I don't like our healthcare system. Almost no one with intelligence beyond a mite does. I also have experience with other systems, so I don't have to rely on industry dupe fright stories. You equating that with "being lazy" shows a distinct lack of attention to logic.
Phatscotty wrote:PLAYER57832 wrote:OH, and all this talk about "The American people" being against the new Health bill?
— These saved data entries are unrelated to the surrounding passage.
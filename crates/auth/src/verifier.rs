//! Identity verification and registration.

use std::sync::Arc;

use prospector_core::{StoreError, UserId};
use thiserror::Error;
use tracing::{debug, warn};

use crate::{CredentialStore, NewIdentity, PasswordError, PasswordHasher, PublicIdentity};

/// Shortest password accepted at registration.
pub const MIN_PASSWORD_LEN: usize = 8;

/// Result of an authentication attempt.
///
/// Unknown email, wrong password and store failure all produce `Denied`.
#[derive(Debug, Clone, PartialEq, Eq)]
pub enum AuthOutcome {
    Authenticated(PublicIdentity),
    Denied,
}

/// Registration input.
#[derive(Debug, Clone, PartialEq, Eq)]
pub struct Registration {
    pub email: String,
    pub password: String,
    pub name: Option<String>,
}

#[derive(Debug, Error, Clone, PartialEq, Eq)]
pub enum RegistrationError {
    #[error("validation failed: {0}")]
    Validation(String),

    #[error("an account with this email already exists")]
    Conflict,

    #[error(transparent)]
    Store(StoreError),

    #[error(transparent)]
    Hashing(#[from] PasswordError),
}

/// Verifies email/password pairs and registers new identities.
///
/// Argon2 work runs on the blocking pool so it never stalls the async runtime.
pub struct IdentityVerifier<S, H: ?Sized> {
    store: S,
    hasher: Arc<H>,
    /// Verified against when the email is unknown, so both denial paths cost a
    /// full hash verification.
    decoy_hash: String,
}

impl<S, H> IdentityVerifier<S, H>
where
    S: CredentialStore,
    H: PasswordHasher + ?Sized + 'static,
{
    pub fn new(store: S, hasher: Arc<H>) -> Result<Self, PasswordError> {
        let decoy_hash = hasher.hash(&UserId::new().to_string())?;
        Ok(Self {
            store,
            hasher,
            decoy_hash,
        })
    }

    pub async fn authenticate(&self, email: &str, password: &str) -> AuthOutcome {
        let email = email.trim();
        if email.is_empty() || password.is_empty() {
            return AuthOutcome::Denied;
        }

        let identity = match self.store.find_by_email(email).await {
            Ok(Some(identity)) => identity,
            Ok(None) => {
                let _ = self.verify_blocking(password, &self.decoy_hash).await;
                debug!("authentication denied");
                return AuthOutcome::Denied;
            }
            Err(e) => {
                let _ = self.verify_blocking(password, &self.decoy_hash).await;
                warn!(error = %e, "credential lookup failed; authentication denied");
                return AuthOutcome::Denied;
            }
        };

        if self.verify_blocking(password, &identity.password_hash).await {
            debug!(user_id = %identity.id, "authentication succeeded");
            AuthOutcome::Authenticated(identity.to_public())
        } else {
            debug!("authentication denied");
            AuthOutcome::Denied
        }
    }

    pub async fn register(&self, registration: Registration) -> Result<PublicIdentity, RegistrationError> {
        let Registration { email, password, name } = registration;
        let email = email.trim().to_string();

        if email.is_empty() {
            return Err(RegistrationError::Validation("email is required".to_string()));
        }
        if !email.contains('@') {
            return Err(RegistrationError::Validation("invalid email format".to_string()));
        }
        if password.is_empty() {
            return Err(RegistrationError::Validation("password is required".to_string()));
        }
        if password.chars().count() < MIN_PASSWORD_LEN {
            return Err(RegistrationError::Validation(format!(
                "password must be at least {MIN_PASSWORD_LEN} characters"
            )));
        }

        match self.store.find_by_email(&email).await {
            Ok(Some(_)) => return Err(RegistrationError::Conflict),
            Ok(None) => {}
            Err(e) => return Err(RegistrationError::Store(e)),
        }

        let password_hash = self.hash_blocking(password).await?;
        let name = name.map(|n| n.trim().to_string()).filter(|n| !n.is_empty());

        // The lookup above is advisory; a concurrent registration loses on the
        // store's unique constraint instead.
        let created = self
            .store
            .create(NewIdentity {
                email,
                name,
                password_hash,
            })
            .await
            .map_err(|e| match e {
                StoreError::Conflict(_) => RegistrationError::Conflict,
                other => RegistrationError::Store(other),
            })?;

        debug!(user_id = %created.id, "identity registered");
        Ok(created.to_public())
    }

    async fn hash_blocking(&self, password: String) -> Result<String, PasswordError> {
        let hasher = Arc::clone(&self.hasher);
        tokio::task::spawn_blocking(move || hasher.hash(&password))
            .await
            .map_err(|e| PasswordError::Hash(format!("hash task failed: {e}")))?
    }

    /// A failed verification task counts as a mismatch.
    async fn verify_blocking(&self, password: &str, hash: &str) -> bool {
        let hasher = Arc::clone(&self.hasher);
        let (password, hash) = (password.to_string(), hash.to_string());
        match tokio::task::spawn_blocking(move || hasher.verify(&password, &hash)).await {
            Ok(matched) => matched,
            Err(e) => {
                warn!(error = %e, "password verification task failed");
                false
            }
        }
    }
}

#[cfg(test)]
mod tests {
    use std::collections::HashMap;
    use std::sync::Mutex;
    use std::sync::atomic::{AtomicBool, Ordering};
    use std::time::{Duration, Instant};

    use async_trait::async_trait;
    use prospector_core::StoreResult;

    use super::*;
    use crate::{Argon2Hasher, HashCost, Identity};

    #[derive(Default)]
    struct FakeStore {
        rows: Mutex<HashMap<String, Identity>>,
        down: AtomicBool,
    }

    #[async_trait]
    impl CredentialStore for FakeStore {
        async fn find_by_email(&self, email: &str) -> StoreResult<Option<Identity>> {
            if self.down.load(Ordering::SeqCst) {
                return Err(StoreError::unavailable("down"));
            }
            Ok(self.rows.lock().unwrap().get(email).cloned())
        }

        async fn create(&self, identity: NewIdentity) -> StoreResult<Identity> {
            if self.down.load(Ordering::SeqCst) {
                return Err(StoreError::unavailable("down"));
            }
            let mut rows = self.rows.lock().unwrap();
            if rows.contains_key(&identity.email) {
                return Err(StoreError::conflict("email"));
            }
            let row = Identity {
                id: UserId::new(),
                email: identity.email,
                name: identity.name,
                password_hash: identity.password_hash,
            };
            rows.insert(row.email.clone(), row.clone());
            Ok(row)
        }
    }

    fn cheap_hasher() -> Arc<Argon2Hasher> {
        Arc::new(Argon2Hasher::new(HashCost::new(1_024, 1, 1)).unwrap())
    }

    fn verifier() -> IdentityVerifier<Arc<FakeStore>, Argon2Hasher> {
        IdentityVerifier::new(Arc::new(FakeStore::default()), cheap_hasher()).unwrap()
    }

    fn reg(email: &str, password: &str) -> Registration {
        Registration {
            email: email.to_string(),
            password: password.to_string(),
            name: None,
        }
    }

    #[tokio::test]
    async fn register_then_authenticate() {
        let v = verifier();
        let created = v.register(reg("a@b.com", "longenough1")).await.unwrap();
        assert_eq!(created.email, "a@b.com");

        let outcome = v.authenticate("a@b.com", "longenough1").await;
        assert_eq!(outcome, AuthOutcome::Authenticated(created));
    }

    #[tokio::test]
    async fn duplicate_email_conflicts() {
        let v = verifier();
        v.register(reg("a@b.com", "longenough1")).await.unwrap();
        assert_eq!(
            v.register(reg("a@b.com", "different-pass")).await,
            Err(RegistrationError::Conflict)
        );
    }

    #[tokio::test]
    async fn email_is_case_sensitive_as_stored() {
        let v = verifier();
        v.register(reg("a@b.com", "longenough1")).await.unwrap();
        assert_eq!(v.authenticate("A@B.com", "longenough1").await, AuthOutcome::Denied);
    }

    #[tokio::test]
    async fn validation_failures() {
        let v = verifier();
        for (email, password) in [("", "longenough1"), ("a@b.com", ""), ("a@b.com", "short7c"), ("nope", "longenough1")] {
            assert!(
                matches!(v.register(reg(email, password)).await, Err(RegistrationError::Validation(_))),
                "expected validation error for {email:?}/{password:?}"
            );
        }
    }

    #[tokio::test]
    async fn exactly_min_length_is_accepted() {
        let v = verifier();
        assert!(v.register(reg("a@b.com", "12345678")).await.is_ok());
    }

    #[tokio::test]
    async fn wrong_password_and_unknown_email_are_indistinguishable() {
        let v = verifier();
        v.register(reg("a@b.com", "longenough1")).await.unwrap();

        let wrong = v.authenticate("a@b.com", "wrong-password").await;
        let unknown = v.authenticate("nobody@b.com", "longenough1").await;
        assert_eq!(wrong, AuthOutcome::Denied);
        assert_eq!(unknown, wrong);
    }

    #[tokio::test]
    async fn store_outage_denies_authentication_and_fails_registration() {
        let store = Arc::new(FakeStore::default());
        let v = IdentityVerifier::new(store.clone(), cheap_hasher()).unwrap();
        v.register(reg("a@b.com", "longenough1")).await.unwrap();

        store.down.store(true, Ordering::SeqCst);

        assert_eq!(v.authenticate("a@b.com", "longenough1").await, AuthOutcome::Denied);
        assert!(matches!(
            v.register(reg("c@d.com", "longenough1")).await,
            Err(RegistrationError::Store(StoreError::Unavailable(_)))
        ));
    }

    struct SlowHasher;

    impl PasswordHasher for SlowHasher {
        fn hash(&self, password: &str) -> Result<String, PasswordError> {
            std::thread::sleep(Duration::from_millis(300));
            Ok(format!("slow:{password}"))
        }

        fn verify(&self, password: &str, hash: &str) -> bool {
            std::thread::sleep(Duration::from_millis(300));
            hash == format!("slow:{password}")
        }
    }

    #[tokio::test(flavor = "current_thread")]
    async fn hashing_does_not_stall_the_runtime() {
        let v = IdentityVerifier::new(Arc::new(FakeStore::default()), Arc::new(SlowHasher)).unwrap();
        let start = Instant::now();

        let (auth_done, tick_done) = tokio::join!(
            async {
                assert_eq!(v.authenticate("nobody@b.com", "longenough1").await, AuthOutcome::Denied);
                Instant::now()
            },
            async {
                tokio::time::sleep(Duration::from_millis(20)).await;
                Instant::now()
            }
        );

        assert!(tick_done < auth_done, "timer waited for the password hash");
        assert!(tick_done - start < Duration::from_millis(200));
    }

    #[tokio::test]
    async fn blank_name_is_dropped() {
        let v = verifier();
        let created = v
            .register(Registration {
                name: Some("   ".to_string()),
                ..reg("a@b.com", "longenough1")
            })
            .await
            .unwrap();
        assert_eq!(created.name, None);
    }
}
//! `prospector-auth`: authentication boundary.
//!
//! Credential verification, stateless session tokens and the request gate.
//! This crate is decoupled from HTTP and from any concrete store: storage is
//! reached through the [`CredentialStore`] port.

pub mod claims;
pub mod gate;
pub mod identity;
pub mod password;
pub mod session;
pub mod verifier;

pub use claims::{SessionClaims, TokenValidationError, validate_claims};
pub use gate::{CALLBACK_PARAM, GateDecision, PublicPaths, RequestGate, SIGN_IN_PATH, sign_in_redirect};
pub use identity::{CredentialStore, Identity, NewIdentity, PublicIdentity};
pub use password::{Argon2Hasher, HashCost, PasswordError, PasswordHasher};
pub use session::{Hs256SessionIssuer, IssuedSession, SessionError, SessionValidator};
pub use verifier::{AuthOutcome, IdentityVerifier, MIN_PASSWORD_LEN, Registration, RegistrationError};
The truth is its the Insurance companies who are against it, and they have lobbied long and hard to distort the truth and keep people from truly understanding the law.
Oh yeah, but the president is all about the truth....??? I will agree the insurance companies are against it, becuase it will wipe them out. I would be for my own survival as well, just for the record. ugh....sigh: player...
I don't listen to the president speeches to know about a bill. Or rather, I will listen to them, to congress, etc. BUT, I take all that with a "grain of salt" until I read the bill, listen to fact checkers, etc.
If the insurers are going to be forced out of business because they are finally required to actually provide insurance, then they should be run out. No violins from here. The REAL point is that they haven't truly been providing insurance to everyone, only a select few who they deem "profitable". Meanwhile, we taxpayers wind up paying for the rest. (as does society in huge losses in productivity, etc.).